▶ _Work task_
List each line of the data that holds the string "RefCell", please.
*** Begin section ***
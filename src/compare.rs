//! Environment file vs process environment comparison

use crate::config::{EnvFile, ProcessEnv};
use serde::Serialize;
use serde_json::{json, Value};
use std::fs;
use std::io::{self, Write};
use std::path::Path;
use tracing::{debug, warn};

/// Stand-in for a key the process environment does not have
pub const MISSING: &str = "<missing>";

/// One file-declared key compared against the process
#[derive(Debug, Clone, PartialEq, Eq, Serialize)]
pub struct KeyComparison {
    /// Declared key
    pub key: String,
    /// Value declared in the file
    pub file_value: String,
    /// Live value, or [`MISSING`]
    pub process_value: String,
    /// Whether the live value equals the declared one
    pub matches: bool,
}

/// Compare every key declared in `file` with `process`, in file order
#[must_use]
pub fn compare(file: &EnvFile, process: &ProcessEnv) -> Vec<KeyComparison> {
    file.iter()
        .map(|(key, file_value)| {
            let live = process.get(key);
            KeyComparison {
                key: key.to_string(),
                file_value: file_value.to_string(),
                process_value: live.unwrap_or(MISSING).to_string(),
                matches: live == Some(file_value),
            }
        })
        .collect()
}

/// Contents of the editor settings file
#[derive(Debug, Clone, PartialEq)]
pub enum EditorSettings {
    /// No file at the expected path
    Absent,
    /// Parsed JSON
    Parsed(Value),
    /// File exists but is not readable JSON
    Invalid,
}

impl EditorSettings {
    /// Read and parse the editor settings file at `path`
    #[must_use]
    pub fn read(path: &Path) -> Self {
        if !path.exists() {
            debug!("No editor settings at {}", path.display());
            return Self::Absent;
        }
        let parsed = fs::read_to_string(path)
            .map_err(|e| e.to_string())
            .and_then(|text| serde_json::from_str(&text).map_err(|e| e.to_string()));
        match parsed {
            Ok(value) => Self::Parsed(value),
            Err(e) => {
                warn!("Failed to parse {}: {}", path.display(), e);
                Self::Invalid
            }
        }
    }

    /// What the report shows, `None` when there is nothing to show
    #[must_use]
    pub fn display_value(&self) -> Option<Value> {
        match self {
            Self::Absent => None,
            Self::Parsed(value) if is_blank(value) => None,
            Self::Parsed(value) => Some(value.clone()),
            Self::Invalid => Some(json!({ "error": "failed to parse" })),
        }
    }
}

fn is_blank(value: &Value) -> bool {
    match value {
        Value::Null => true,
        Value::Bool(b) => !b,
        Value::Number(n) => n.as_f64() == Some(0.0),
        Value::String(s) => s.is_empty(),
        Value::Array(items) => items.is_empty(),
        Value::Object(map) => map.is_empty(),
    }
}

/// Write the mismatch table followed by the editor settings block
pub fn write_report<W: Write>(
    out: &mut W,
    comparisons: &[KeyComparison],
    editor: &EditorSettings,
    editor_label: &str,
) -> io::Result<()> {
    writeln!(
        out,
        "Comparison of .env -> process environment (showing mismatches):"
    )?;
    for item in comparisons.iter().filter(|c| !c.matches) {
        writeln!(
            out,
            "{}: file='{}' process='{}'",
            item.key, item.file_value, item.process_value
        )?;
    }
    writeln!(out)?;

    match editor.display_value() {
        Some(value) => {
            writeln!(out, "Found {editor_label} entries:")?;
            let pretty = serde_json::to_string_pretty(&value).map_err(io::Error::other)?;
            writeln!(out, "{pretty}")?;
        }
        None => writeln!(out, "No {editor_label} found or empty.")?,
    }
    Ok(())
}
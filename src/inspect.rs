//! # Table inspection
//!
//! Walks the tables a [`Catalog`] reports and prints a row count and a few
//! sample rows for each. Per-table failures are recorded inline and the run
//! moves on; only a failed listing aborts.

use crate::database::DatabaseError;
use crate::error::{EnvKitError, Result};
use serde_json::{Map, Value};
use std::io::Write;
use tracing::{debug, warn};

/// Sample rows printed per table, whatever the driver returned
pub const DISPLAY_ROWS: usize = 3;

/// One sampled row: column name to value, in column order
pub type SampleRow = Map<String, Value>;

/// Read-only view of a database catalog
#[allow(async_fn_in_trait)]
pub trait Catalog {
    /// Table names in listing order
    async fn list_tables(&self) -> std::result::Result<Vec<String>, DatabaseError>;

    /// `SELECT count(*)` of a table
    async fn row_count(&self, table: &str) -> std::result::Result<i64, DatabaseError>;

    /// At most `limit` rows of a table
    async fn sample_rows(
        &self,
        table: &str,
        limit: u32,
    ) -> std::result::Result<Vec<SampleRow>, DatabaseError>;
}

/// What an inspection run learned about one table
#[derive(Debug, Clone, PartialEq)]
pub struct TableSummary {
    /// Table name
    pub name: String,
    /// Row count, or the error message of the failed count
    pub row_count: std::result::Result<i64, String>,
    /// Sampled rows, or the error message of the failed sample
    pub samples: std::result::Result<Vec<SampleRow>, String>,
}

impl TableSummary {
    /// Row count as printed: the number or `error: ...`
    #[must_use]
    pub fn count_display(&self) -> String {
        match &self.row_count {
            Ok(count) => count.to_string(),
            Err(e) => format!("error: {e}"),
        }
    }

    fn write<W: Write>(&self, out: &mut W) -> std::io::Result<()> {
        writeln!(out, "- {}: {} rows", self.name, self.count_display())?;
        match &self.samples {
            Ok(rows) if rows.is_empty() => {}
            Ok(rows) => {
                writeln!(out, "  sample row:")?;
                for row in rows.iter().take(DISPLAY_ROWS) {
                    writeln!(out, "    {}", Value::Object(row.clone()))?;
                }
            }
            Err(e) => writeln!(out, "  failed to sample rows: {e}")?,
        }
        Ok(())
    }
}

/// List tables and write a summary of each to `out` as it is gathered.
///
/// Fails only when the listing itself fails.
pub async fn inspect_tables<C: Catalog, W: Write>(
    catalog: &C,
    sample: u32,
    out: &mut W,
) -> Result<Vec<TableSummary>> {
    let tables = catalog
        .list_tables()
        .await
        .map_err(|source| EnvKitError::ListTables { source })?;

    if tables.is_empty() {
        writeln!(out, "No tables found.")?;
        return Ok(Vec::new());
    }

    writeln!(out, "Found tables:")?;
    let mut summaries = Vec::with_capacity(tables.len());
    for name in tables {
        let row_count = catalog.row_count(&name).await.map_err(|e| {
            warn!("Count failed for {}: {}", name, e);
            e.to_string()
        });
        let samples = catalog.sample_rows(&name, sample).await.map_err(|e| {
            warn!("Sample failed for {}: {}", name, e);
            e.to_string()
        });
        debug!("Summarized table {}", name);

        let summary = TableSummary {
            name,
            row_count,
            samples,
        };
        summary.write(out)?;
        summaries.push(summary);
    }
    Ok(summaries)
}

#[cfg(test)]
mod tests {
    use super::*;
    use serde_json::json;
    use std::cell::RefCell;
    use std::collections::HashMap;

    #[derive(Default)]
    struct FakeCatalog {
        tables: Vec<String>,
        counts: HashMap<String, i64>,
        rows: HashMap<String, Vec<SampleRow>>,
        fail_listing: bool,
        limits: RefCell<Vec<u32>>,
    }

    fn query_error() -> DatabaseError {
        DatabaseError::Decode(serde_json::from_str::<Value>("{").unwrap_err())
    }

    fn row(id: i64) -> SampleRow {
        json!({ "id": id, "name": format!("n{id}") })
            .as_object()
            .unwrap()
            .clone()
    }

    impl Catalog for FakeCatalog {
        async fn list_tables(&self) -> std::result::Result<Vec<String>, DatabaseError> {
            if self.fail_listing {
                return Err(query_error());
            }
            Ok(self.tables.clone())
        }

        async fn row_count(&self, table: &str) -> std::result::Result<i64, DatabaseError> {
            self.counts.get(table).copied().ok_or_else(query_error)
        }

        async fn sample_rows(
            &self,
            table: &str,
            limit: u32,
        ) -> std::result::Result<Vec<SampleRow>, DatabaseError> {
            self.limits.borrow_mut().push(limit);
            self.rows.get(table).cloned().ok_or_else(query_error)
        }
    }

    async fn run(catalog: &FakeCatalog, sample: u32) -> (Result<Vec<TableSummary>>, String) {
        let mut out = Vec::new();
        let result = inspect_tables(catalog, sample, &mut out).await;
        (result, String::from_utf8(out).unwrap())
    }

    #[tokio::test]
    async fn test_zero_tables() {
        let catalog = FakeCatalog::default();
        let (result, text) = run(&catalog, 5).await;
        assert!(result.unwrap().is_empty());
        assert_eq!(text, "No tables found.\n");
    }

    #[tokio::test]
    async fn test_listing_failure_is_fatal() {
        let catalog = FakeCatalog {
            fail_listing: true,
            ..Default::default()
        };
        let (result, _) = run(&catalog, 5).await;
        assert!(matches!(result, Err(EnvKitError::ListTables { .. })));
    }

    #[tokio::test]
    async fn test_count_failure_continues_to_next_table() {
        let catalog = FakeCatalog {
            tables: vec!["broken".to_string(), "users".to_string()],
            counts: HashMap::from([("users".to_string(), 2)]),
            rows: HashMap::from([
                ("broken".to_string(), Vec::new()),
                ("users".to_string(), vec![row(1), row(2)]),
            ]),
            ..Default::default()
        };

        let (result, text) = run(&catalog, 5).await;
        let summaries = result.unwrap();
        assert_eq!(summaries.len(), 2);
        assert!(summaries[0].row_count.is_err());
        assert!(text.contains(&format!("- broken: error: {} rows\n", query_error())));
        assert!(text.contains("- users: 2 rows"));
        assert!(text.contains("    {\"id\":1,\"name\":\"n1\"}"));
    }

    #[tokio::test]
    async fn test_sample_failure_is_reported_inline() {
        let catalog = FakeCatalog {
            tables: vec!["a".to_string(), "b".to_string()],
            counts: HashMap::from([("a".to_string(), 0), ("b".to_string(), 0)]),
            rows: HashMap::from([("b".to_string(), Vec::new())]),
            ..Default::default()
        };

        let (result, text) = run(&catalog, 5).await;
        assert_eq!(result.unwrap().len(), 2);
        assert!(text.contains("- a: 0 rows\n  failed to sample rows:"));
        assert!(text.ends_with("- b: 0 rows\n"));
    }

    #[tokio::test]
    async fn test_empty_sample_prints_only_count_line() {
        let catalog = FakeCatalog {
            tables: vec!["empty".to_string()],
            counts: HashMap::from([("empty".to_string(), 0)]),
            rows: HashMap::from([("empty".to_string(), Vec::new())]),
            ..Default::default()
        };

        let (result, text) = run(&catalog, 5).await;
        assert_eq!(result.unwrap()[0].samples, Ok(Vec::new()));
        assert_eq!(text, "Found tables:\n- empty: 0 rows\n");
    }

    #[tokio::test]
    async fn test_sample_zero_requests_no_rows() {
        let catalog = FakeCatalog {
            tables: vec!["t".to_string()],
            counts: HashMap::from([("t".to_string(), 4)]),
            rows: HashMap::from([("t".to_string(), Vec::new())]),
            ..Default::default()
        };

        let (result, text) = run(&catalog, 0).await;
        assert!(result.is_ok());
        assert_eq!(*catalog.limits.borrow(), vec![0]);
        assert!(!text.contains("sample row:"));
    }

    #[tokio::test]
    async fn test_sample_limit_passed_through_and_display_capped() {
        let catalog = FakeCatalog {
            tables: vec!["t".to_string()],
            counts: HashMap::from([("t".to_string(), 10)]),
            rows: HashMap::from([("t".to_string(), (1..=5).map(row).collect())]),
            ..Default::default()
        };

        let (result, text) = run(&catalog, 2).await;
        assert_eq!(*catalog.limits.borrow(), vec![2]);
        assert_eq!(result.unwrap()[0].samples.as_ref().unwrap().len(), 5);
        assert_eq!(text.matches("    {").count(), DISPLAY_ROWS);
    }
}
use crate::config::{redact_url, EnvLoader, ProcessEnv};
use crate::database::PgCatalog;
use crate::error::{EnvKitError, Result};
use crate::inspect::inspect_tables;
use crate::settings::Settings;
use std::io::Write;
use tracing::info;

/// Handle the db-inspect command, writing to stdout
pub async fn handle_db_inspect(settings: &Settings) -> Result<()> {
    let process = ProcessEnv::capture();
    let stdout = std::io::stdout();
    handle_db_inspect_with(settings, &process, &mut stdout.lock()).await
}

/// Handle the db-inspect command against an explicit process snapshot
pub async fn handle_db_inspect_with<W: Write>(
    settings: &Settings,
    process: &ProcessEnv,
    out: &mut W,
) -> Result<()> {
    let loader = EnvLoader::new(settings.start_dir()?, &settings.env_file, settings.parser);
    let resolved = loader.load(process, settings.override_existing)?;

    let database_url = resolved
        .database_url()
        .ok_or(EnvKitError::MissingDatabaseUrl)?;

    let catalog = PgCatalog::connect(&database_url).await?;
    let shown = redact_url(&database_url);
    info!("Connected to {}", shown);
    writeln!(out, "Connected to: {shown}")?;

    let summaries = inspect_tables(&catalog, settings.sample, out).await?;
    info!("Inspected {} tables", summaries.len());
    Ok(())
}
*** End section ***
▶ _Solution for this problem_
    use std::cell::RefCell;
        limits: RefCell<Vec<u32>>,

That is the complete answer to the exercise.